Miller explained, “People tell you things.”
“Give me an example.”
Miller sighed. “Jim Cummins come by. Oh and Jim says—you know those boys got caught for the Blue Cut deal?—Jim says he got word—don’t ask me where—that you’re planning to kill them.”
“Why would I do that?”
Miller shot a glance at Jesse’s gun hand and then reestablished his gaze on the yard. “It’s just talk probably.”
“To shut ’em up?”
“Just talk.”
“Cummins say anything else?”
“Nope. That was it basically.”
“It don’t explain why you’re scared.”
Miller looked at Jesse with watery eyes and spit on his mouth, light glinting off the oils on his skin. “I’m in the same position, you see? I was petrified when I saw you ride up!”
“I just happened by, Ed.”
“Suppose you heard gossip though. Suppose you heard. Jim Cummins come by here. You might’ve put two and two together and thought we were planning to capture you or Frank and get that reward. Isn’t true, but you might’ve suspected it.”

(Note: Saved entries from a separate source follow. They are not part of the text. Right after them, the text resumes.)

//! Error types for the reactive runtime.

use std::any::Any;

use thiserror::Error;

use crate::graph::NodeId;

/// Errors surfaced by reactive reads, scheduled effects and inspection.
#[derive(Debug, Error)]
pub enum ReactiveError {
    /// A memo was read from inside its own computation.
    #[error("memo {node} read itself while computing")]
    CyclicRead { node: NodeId },

    /// A user-supplied computation or effect function panicked.
    #[error("computation of {node} panicked: {message}")]
    ComputationPanicked { node: NodeId, message: String },

    /// A graph snapshot could not be serialized.
    #[error("failed to serialize graph snapshot")]
    Serialize(#[from] serde_json::Error),
}

pub type Result<T, E = ReactiveError> = std::result::Result<T, E>;

/// Best-effort text of a panic payload.
pub(crate) fn panic_message(payload: &(dyn Any + Send)) -> String {
    if let Some(message) = payload.downcast_ref::<&str>() {
        (*message).to_string()
    } else if let Some(message) = payload.downcast_ref::<String>() {
        message.clone()
    } else {
        "non-string panic payload".to_string()
    }
}
//! Graph Nodes
//!
//! This module defines the state shared by every node in the reactive graph
//! and the protocol that keeps the edges between nodes consistent.
//!
//! # Edges
//!
//! A node owns its dependencies strongly and refers to its subscribers
//! weakly. A memo that nobody holds any more is therefore released even while
//! the signals it read still list it; the dead entry is pruned the next time
//! the subscriber list is walked.
//!
//! Edges are added while a node is being evaluated (see
//! [`crate::reactive::ReactiveContext`]) and collected into the node's
//! pending set. When the evaluation ends, [`NodeCore::reconcile`] swaps the
//! pending set in as the new dependency set and drops the back-edges of
//! everything that was not read this time.

use std::cell::{Cell, RefCell};
use std::fmt;
use std::rc::{Rc, Weak};
use std::sync::atomic::{AtomicU64, Ordering};

use indexmap::IndexMap;
use serde::Serialize;
use smallvec::SmallVec;

/// Unique identifier for a node in the dependency graph.
#[derive(Debug, Clone, Copy, PartialEq, Eq, Hash, PartialOrd, Ord, Serialize)]
#[serde(transparent)]
pub struct NodeId(u64);

impl NodeId {
    /// Generate a new unique node ID.
    pub fn new() -> Self {
        static COUNTER: AtomicU64 = AtomicU64::new(0);
        Self(COUNTER.fetch_add(1, Ordering::Relaxed))
    }

    /// Get the raw ID value.
    pub fn raw(&self) -> u64 {
        self.0
    }
}

impl Default for NodeId {
    fn default() -> Self {
        Self::new()
    }
}

impl fmt::Display for NodeId {
    fn fmt(&self, f: &mut fmt::Formatter<'_>) -> fmt::Result {
        write!(f, "#{}", self.0)
    }
}

/// The kind of node in the dependency graph.
#[derive(Debug, Clone, Copy, PartialEq, Eq, Serialize)]
#[serde(rename_all = "lowercase")]
pub enum NodeKind {
    /// A source node (signal). Sources have subscribers but never dependencies.
    Source,

    /// A derived node (memo). Recomputed lazily when read while dirty.
    Derived,

    /// An effect node. Effects have dependencies but are never read, so they
    /// never have subscribers.
    Effect,
}

/// A node that can take part in the reactive graph.
///
/// Sources and memos share the base propagation in [`NodeCore::mark_dirty`];
/// effects override [`AnyNode::notify`] to schedule a rerun instead.
pub(crate) trait AnyNode {
    /// The shared node state.
    fn core(&self) -> &NodeCore;

    /// Called when one of this node's dependencies changed.
    fn notify(self: Rc<Self>);
}

/// Weak back-reference from a dependency to one of its subscribers.
struct SubscriberRef {
    id: NodeId,
    node: Weak<dyn AnyNode>,
}

type DependencyMap = IndexMap<NodeId, Rc<dyn AnyNode>>;

/// State and edge bookkeeping common to all node kinds.
pub(crate) struct NodeCore {
    id: NodeId,
    kind: NodeKind,

    /// True if the cached output may be stale.
    dirty: Cell<bool>,

    /// Nodes that read this node during their last evaluation.
    subscribers: RefCell<SmallVec<[SubscriberRef; 4]>>,

    /// Nodes read during the last completed evaluation, in first-read order.
    dependencies: RefCell<DependencyMap>,

    /// Nodes read so far by the evaluation in flight.
    pending: RefCell<DependencyMap>,
}

impl NodeCore {
    pub fn new(kind: NodeKind) -> Self {
        Self {
            id: NodeId::new(),
            kind,
            dirty: Cell::new(false),
            subscribers: RefCell::new(SmallVec::new()),
            dependencies: RefCell::new(IndexMap::new()),
            pending: RefCell::new(IndexMap::new()),
        }
    }

    pub fn id(&self) -> NodeId {
        self.id
    }

    pub fn kind(&self) -> NodeKind {
        self.kind
    }

    pub fn is_dirty(&self) -> bool {
        self.dirty.get()
    }

    pub fn mark_clean(&self) {
        self.dirty.set(false);
    }

    /// Add `subscriber` to this node's subscribers. Subscribing twice is a no-op.
    ///
    /// Dead entries are pruned on the way, so a node that is read often but
    /// never written does not accumulate dropped subscribers.
    pub fn subscribe(&self, subscriber: &Rc<dyn AnyNode>) {
        let id = subscriber.core().id();
        let mut subscribers = self.subscribers.borrow_mut();
        subscribers.retain(|s| s.node.strong_count() > 0);
        if subscribers.iter().any(|s| s.id == id) {
            return;
        }
        subscribers.push(SubscriberRef {
            id,
            node: Rc::downgrade(subscriber),
        });
    }

    /// Remove the subscriber with the given ID, if present, along with any
    /// dead entries.
    pub fn unsubscribe(&self, id: NodeId) {
        self.subscribers
            .borrow_mut()
            .retain(|s| s.id != id && s.node.strong_count() > 0);
    }

    /// Upgrade every subscriber that is still alive, pruning the dead ones.
    pub fn live_subscribers(&self) -> SmallVec<[Rc<dyn AnyNode>; 4]> {
        let mut live = SmallVec::new();
        self.subscribers
            .borrow_mut()
            .retain(|s| match s.node.upgrade() {
                Some(node) => {
                    live.push(node);
                    true
                }
                None => false,
            });
        live
    }

    /// Number of subscribers that are still alive.
    pub fn subscriber_count(&self) -> usize {
        self.subscribers
            .borrow()
            .iter()
            .filter(|s| s.node.strong_count() > 0)
            .count()
    }

    /// Whether a live subscriber with the given ID is registered.
    pub fn has_subscriber(&self, id: NodeId) -> bool {
        self.subscribers
            .borrow()
            .iter()
            .any(|s| s.id == id && s.node.strong_count() > 0)
    }

    /// Notify every live subscriber.
    ///
    /// The subscriber list is not borrowed while the notifications run.
    pub fn propagate(&self) {
        let subscribers = self.live_subscribers();
        if !subscribers.is_empty() {
            tracing::trace!(node = %self.id, fanout = subscribers.len(), "propagating change");
        }
        for subscriber in subscribers {
            subscriber.notify();
        }
    }

    /// Mark this node dirty and push dirtiness to its subscribers.
    ///
    /// Already-dirty nodes stop the walk, so every node is visited at most
    /// once per change even in diamond-shaped graphs.
    pub fn mark_dirty(&self) {
        if self.dirty.replace(true) {
            return;
        }
        self.propagate();
    }

    /// Forget the dependencies collected by an earlier, unfinished evaluation.
    pub fn begin_evaluation(&self) {
        self.pending.borrow_mut().clear();
    }

    /// Record `dependency` as read by the evaluation in flight.
    pub fn record_pending(&self, dependency: &Rc<dyn AnyNode>) {
        self.pending
            .borrow_mut()
            .entry(dependency.core().id())
            .or_insert_with(|| Rc::clone(dependency));
    }

    /// Replace the dependency set with what the last evaluation read.
    ///
    /// Dependencies that were not read again lose their back-edge to this
    /// node. New ones were already subscribed when they were read.
    pub fn reconcile(&self) {
        let pending = std::mem::take(&mut *self.pending.borrow_mut());
        let previous = std::mem::replace(&mut *self.dependencies.borrow_mut(), pending);

        let dependencies = self.dependencies.borrow();
        for (id, dependency) in previous {
            if !dependencies.contains_key(&id) {
                dependency.core().unsubscribe(self.id);
            }
        }
    }

    /// Drop every dependency edge in both directions, including the ones
    /// recorded by an evaluation still in flight.
    pub fn release_dependencies(&self) {
        let pending = std::mem::take(&mut *self.pending.borrow_mut());
        let dependencies = std::mem::take(&mut *self.dependencies.borrow_mut());
        for dependency in dependencies.values().chain(pending.values()) {
            dependency.core().unsubscribe(self.id);
        }
    }

    pub fn dependency_count(&self) -> usize {
        self.dependencies.borrow().len()
    }

    pub fn depends_on(&self, id: NodeId) -> bool {
        self.dependencies.borrow().contains_key(&id)
    }

    /// Strong handles to the current dependencies, in first-read order.
    pub fn dependencies(&self) -> Vec<Rc<dyn AnyNode>> {
        self.dependencies.borrow().values().cloned().collect()
    }
}

impl fmt::Debug for NodeCore {
    fn fmt(&self, f: &mut fmt::Formatter<'_>) -> fmt::Result {
        f.debug_struct("NodeCore")
            .field("id", &self.id)
            .field("kind", &self.kind)
            .field("dirty", &self.is_dirty())
            .field("subscriber_count", &self.subscriber_count())
            .field("dependency_count", &self.dependency_count())
            .finish()
    }
}

/// Minimal node used to exercise the graph protocol in unit tests.
#[cfg(test)]
pub(crate) struct Probe {
    core: NodeCore,
    notified: Cell<usize>,
}

#[cfg(test)]
impl Probe {
    pub fn new(kind: NodeKind) -> Rc<Self> {
        Rc::new(Self {
            core: NodeCore::new(kind),
            notified: Cell::new(0),
        })
    }

    pub fn notified(&self) -> usize {
        self.notified.get()
    }

    pub fn erased(self: &Rc<Self>) -> Rc<dyn AnyNode> {
        Rc::clone(self) as Rc<dyn AnyNode>
    }
}

#[cfg(test)]
impl AnyNode for Probe {
    fn core(&self) -> &NodeCore {
        &self.core
    }

    fn notify(self: Rc<Self>) {
        self.notified.set(self.notified.get() + 1);
        self.core.mark_dirty();
    }
}

#[cfg(test)]
mod tests {
    use super::*;

    /// Wire `dependent` to `dependency` the way a finished evaluation would.
    fn link(dependency: &Rc<Probe>, dependent: &Rc<Probe>) {
        dependency.core().subscribe(&dependent.erased());
        for existing in dependent.core().dependencies() {
            dependent.core().record_pending(&existing);
        }
        dependent.core().record_pending(&dependency.erased());
        dependent.core().reconcile();
    }

    #[test]
    fn node_ids_are_unique() {
        let id1 = NodeId::new();
        let id2 = NodeId::new();
        assert_ne!(id1, id2);
        assert_eq!(format!("{}", NodeId(7)), "#7");
    }

    #[test]
    fn subscribe_deduplicates_by_identity() {
        let source = Probe::new(NodeKind::Source);
        let memo = Probe::new(NodeKind::Derived);

        source.core().subscribe(&memo.erased());
        source.core().subscribe(&memo.erased());
        assert_eq!(source.core().subscriber_count(), 1);

        source.core().unsubscribe(memo.core().id());
        assert_eq!(source.core().subscriber_count(), 0);

        // Unsubscribing an absent node is harmless
        source.core().unsubscribe(memo.core().id());
        assert_eq!(source.core().subscriber_count(), 0);
    }

    #[test]
    fn subscribe_prunes_dropped_subscribers() {
        let source = Probe::new(NodeKind::Source);

        for _ in 0..1000 {
            let memo = Probe::new(NodeKind::Derived);
            source.core().subscribe(&memo.erased());
        }
        let live = Probe::new(NodeKind::Derived);
        source.core().subscribe(&live.erased());

        // No write happened, yet only the live entry is left
        assert_eq!(source.core().subscribers.borrow().len(), 1);
        assert_eq!(source.core().subscriber_count(), 1);

        let gone = Probe::new(NodeKind::Derived);
        source.core().subscribe(&gone.erased());
        drop(gone);
        source.core().unsubscribe(NodeId(u64::MAX));
        assert_eq!(source.core().subscribers.borrow().len(), 1);
    }

    #[test]
    fn mark_dirty_stops_at_dirty_nodes() {
        // a -> b, a -> c, b -> d, c -> d
        let a = Probe::new(NodeKind::Source);
        let b = Probe::new(NodeKind::Derived);
        let c = Probe::new(NodeKind::Derived);
        let d = Probe::new(NodeKind::Derived);
        link(&a, &b);
        link(&a, &c);
        link(&b, &d);
        link(&c, &d);

        a.core().propagate();

        assert!(b.core().is_dirty());
        assert!(c.core().is_dirty());
        assert!(d.core().is_dirty());
        // d is reached through both b and c, but only walks its subscribers once
        assert_eq!(d.notified(), 2);
        assert_eq!(b.notified(), 1);
    }

    #[test]
    fn dead_subscribers_are_pruned_while_propagating() {
        let source = Probe::new(NodeKind::Source);
        let memo = Probe::new(NodeKind::Derived);
        link(&source, &memo);
        assert_eq!(source.core().subscriber_count(), 1);

        drop(memo);
        assert_eq!(source.core().subscriber_count(), 0);
        assert_eq!(source.core().subscribers.borrow().len(), 1);

        source.core().propagate();
        assert!(source.core().subscribers.borrow().is_empty());
    }

    #[test]
    fn reconcile_drops_edges_not_read_again() {
        let x = Probe::new(NodeKind::Source);
        let y = Probe::new(NodeKind::Source);
        let memo = Probe::new(NodeKind::Derived);
        link(&x, &memo);
        link(&y, &memo);
        assert_eq!(memo.core().dependency_count(), 2);

        // Next evaluation only reads y
        memo.core().begin_evaluation();
        y.core().subscribe(&memo.erased());
        memo.core().record_pending(&y.erased());
        memo.core().reconcile();

        assert!(!memo.core().depends_on(x.core().id()));
        assert!(memo.core().depends_on(y.core().id()));
        assert!(!x.core().has_subscriber(memo.core().id()));
        assert!(y.core().has_subscriber(memo.core().id()));
    }

    #[test]
    fn release_dependencies_clears_both_directions() {
        let source = Probe::new(NodeKind::Source);
        let effect = Probe::new(NodeKind::Effect);
        link(&source, &effect);

        effect.core().release_dependencies();

        assert_eq!(effect.core().dependency_count(), 0);
        assert!(!source.core().has_subscriber(effect.core().id()));
    }
}
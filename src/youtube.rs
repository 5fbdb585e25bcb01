//! YouTube platform facade.
//!
//! Single entry point a bot holds onto: resolves the download-proxy address
//! once at construction, then exposes the platform operations (existence
//! check, link extraction, metadata lookup, playlist enumeration, format
//! listing, media download) as uniformly async methods. Every method accepts
//! either a full link or a bare video id plus a flag, like the rest of the
//! bot's platform layer.

use std::path::{Path, PathBuf};

use lazy_regex::{lazy_regex, Lazy, Regex};
use reqwest::Client;
use teloxide::types::Message;

use crate::core::config;
use crate::core::error::PlatformResult;
use crate::download::{ApiEndpoint, MediaFetcher, MediaKind};
use crate::search::{SearchClient, SliderEntry, TrackMetadata, VideoDetails};
use crate::telegram::link::{extract_url, SearchOrder};
use crate::ytdlp::{self, VideoFormat};

static YOUTUBE_DOMAIN: Lazy<Regex> = lazy_regex!(r"(youtube\.com|youtu\.be)");

const WATCH_BASE: &str = "https://www.youtube.com/watch?v=";
const PLAYLIST_BASE: &str = "https://youtube.com/playlist?list=";

/// A user-supplied video reference: a full URL or a bare video id.
#[derive(Debug, Clone, Copy, PartialEq, Eq)]
pub enum VideoRef<'a> {
    Link(&'a str),
    Id(&'a str),
}

impl<'a> VideoRef<'a> {
    /// Builds a reference from the `(link, videoid)` pair the bot passes around.
    pub fn from_parts(link: &'a str, videoid: bool) -> Self {
        if videoid {
            VideoRef::Id(link)
        } else {
            VideoRef::Link(link)
        }
    }

    /// Normalized single-video URL: bare ids get the watch prefix, full
    /// links are truncated at the first `&`.
    pub fn watch_url(&self) -> String {
        match self {
            VideoRef::Id(id) => format!("{}{}", WATCH_BASE, id),
            VideoRef::Link(link) => link.split('&').next().unwrap_or(link).to_string(),
        }
    }

    /// Normalized playlist URL: bare ids get the playlist prefix.
    pub fn playlist_url(&self) -> String {
        match self {
            VideoRef::Id(id) => format!("{}{}", PLAYLIST_BASE, id),
            VideoRef::Link(link) => link.split('&').next().unwrap_or(link).to_string(),
        }
    }

    /// The reference as handed to the media fetcher, query string intact
    /// (the fetcher derives the id itself).
    pub fn raw_url(&self) -> String {
        match self {
            VideoRef::Id(id) => format!("{}{}", WATCH_BASE, id),
            VideoRef::Link(link) => (*link).to_string(),
        }
    }
}

/// YouTube platform adapter.
pub struct YouTube {
    endpoint: ApiEndpoint,
    fetcher: MediaFetcher,
    search: SearchClient,
}

impl YouTube {
    /// Builds the adapter with configuration defaults, awaiting proxy
    /// address discovery. Hosts call this once at startup.
    pub async fn new() -> Self {
        let client = Client::new();
        let endpoint = ApiEndpoint::resolve(&client).await;
        Self::with_parts(
            client,
            endpoint,
            config::SEARCH_API_URL.as_str(),
            config::download_folder(),
        )
    }

    /// Builds the adapter from already-resolved parts.
    pub fn with_parts(
        client: Client,
        endpoint: ApiEndpoint,
        search_base: impl Into<String>,
        download_dir: impl AsRef<Path>,
    ) -> Self {
        let search = SearchClient::new(client.clone(), search_base);
        let fetcher = MediaFetcher::new(client, endpoint.clone(), download_dir);
        Self {
            endpoint,
            fetcher,
            search,
        }
    }

    /// The proxy endpoint this adapter was constructed with.
    pub fn endpoint(&self) -> &ApiEndpoint {
        &self.endpoint
    }

    /// Whether the reference points at a known YouTube domain.
    pub async fn exists(&self, link: &str, videoid: bool) -> bool {
        YOUTUBE_DOMAIN.is_match(&VideoRef::from_parts(link, videoid).raw_url())
    }

    /// First URL carried by the message (or its reply target), per `order`.
    pub async fn url(&self, message: &Message, order: SearchOrder) -> Option<String> {
        extract_url(message, order)
    }

    /// Details of the top search result for the reference.
    pub async fn details(&self, link: &str, videoid: bool) -> PlatformResult<VideoDetails> {
        self.search
            .details(&VideoRef::from_parts(link, videoid).watch_url())
            .await
    }

    /// Track record plus id of the top search result for the reference.
    pub async fn track(&self, link: &str, videoid: bool) -> PlatformResult<(TrackMetadata, String)> {
        self.search
            .track(&VideoRef::from_parts(link, videoid).watch_url())
            .await
    }

    /// Entry `index` of a 10-result search, for disambiguation keyboards.
    pub async fn slider(
        &self,
        link: &str,
        index: usize,
        videoid: bool,
    ) -> PlatformResult<SliderEntry> {
        self.search
            .slider(&VideoRef::from_parts(link, videoid).watch_url(), index)
            .await
    }

    /// Up to `limit` video ids of the referenced playlist.
    pub async fn playlist(
        &self,
        link: &str,
        limit: usize,
        videoid: bool,
    ) -> PlatformResult<Vec<String>> {
        ytdlp::playlist_ids(&VideoRef::from_parts(link, videoid).playlist_url(), limit).await
    }

    /// Downloadable formats of the referenced video (DASH filtered out),
    /// paired with the normalized link they were listed for.
    pub async fn formats(
        &self,
        link: &str,
        videoid: bool,
    ) -> PlatformResult<(Vec<VideoFormat>, String)> {
        ytdlp::list_formats(&VideoRef::from_parts(link, videoid).watch_url()).await
    }

    /// Downloads the referenced media through the proxy.
    ///
    /// All failure kinds are collapsed to `None` here (and logged); callers
    /// that need the specific cause use [`MediaFetcher::fetch`] directly.
    pub async fn download(&self, link: &str, video: bool, videoid: bool) -> Option<PathBuf> {
        let reference = VideoRef::from_parts(link, videoid).raw_url();
        let kind = if video {
            MediaKind::Video
        } else {
            MediaKind::Audio
        };

        match self.fetcher.fetch(&reference, kind).await {
            Ok(path) => Some(path),
            Err(e) => {
                log::warn!("Download failed for {}: {}", reference, e);
                None
            }
        }
    }
}
use thiserror::Error;

/// Centralized error types for the platform adapter
///
/// Every failing operation surfaces one of these variants so callers can tell
/// a bad proxy response from a malformed reference or a dead subprocess.
/// The facade decides how much of this detail to mask for its own callers
/// (`YouTube::download` collapses everything into "no result").
#[derive(Error, Debug)]
pub enum PlatformError {
    /// HTTP transport errors (connect failure, timeout, body read)
    #[error("HTTP error: {0}")]
    Http(#[from] reqwest::Error),

    /// Non-success HTTP status from the proxy or search service
    #[error("HTTP request failed with status: {0}")]
    Status(reqwest::StatusCode),

    /// Proxy responded 200 but the body carried no download token
    #[error("proxy response did not contain a download token")]
    MissingToken,

    /// Derived video id was empty or too short to be real
    #[error("invalid video id derived from reference: {0:?}")]
    InvalidIdentifier(String),

    /// Slider index past the end of the result list; allowed to surface uncollapsed
    #[error("result index {index} out of range for {count} results")]
    IndexOutOfRange { index: usize, count: usize },

    /// Search returned an empty result list
    #[error("search returned no results")]
    EmptyResults,

    /// Subprocess failures (spawn, non-zero exit, timeout)
    #[error("process error: {0}")]
    Process(String),

    /// IO errors
    #[error("IO error: {0}")]
    Io(#[from] std::io::Error),

    /// JSON parsing errors (yt-dlp dump output)
    #[error("JSON error: {0}")]
    Json(#[from] serde_json::Error),
}

/// Type alias for Result with PlatformError
pub type PlatformResult<T> = Result<T, PlatformError>;
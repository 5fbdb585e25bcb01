//! Process execution utilities with timeout support
//!
//! Provides a helper for running yt-dlp with a configurable timeout so a hung
//! extraction never blocks the caller indefinitely.

use std::process::Output;
use std::time::Duration;
use tokio::process::Command;

use crate::core::error::PlatformError;

/// Run an async Command with a timeout.
///
/// Returns the process Output on success, or a PlatformError on timeout/IO failure.
pub async fn run_with_timeout(cmd: &mut Command, timeout: Duration) -> Result<Output, PlatformError> {
    match tokio::time::timeout(timeout, cmd.output()).await {
        Ok(Ok(output)) => Ok(output),
        Ok(Err(e)) => Err(PlatformError::Io(e)),
        Err(_) => Err(PlatformError::Process(format!(
            "process timed out after {}s",
            timeout.as_secs()
        ))),
    }
}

Jesse got up, leaving coins from his pockets on the rug, and jiggled a pants leg over his boot. “Haven’t heard a lick of gossip lately.” He looked out at the road and at a sky that was pink with sunset. He grinned at Miller and said, “I’m glad I happened by.”
Miller worked at a smile and said, “Me too.”
“I want to put your mind at rest.”
“I’ve got six hundred dollars stashed away; I don’t need any governor’s reward.”
“It’s the principle of the thing too.”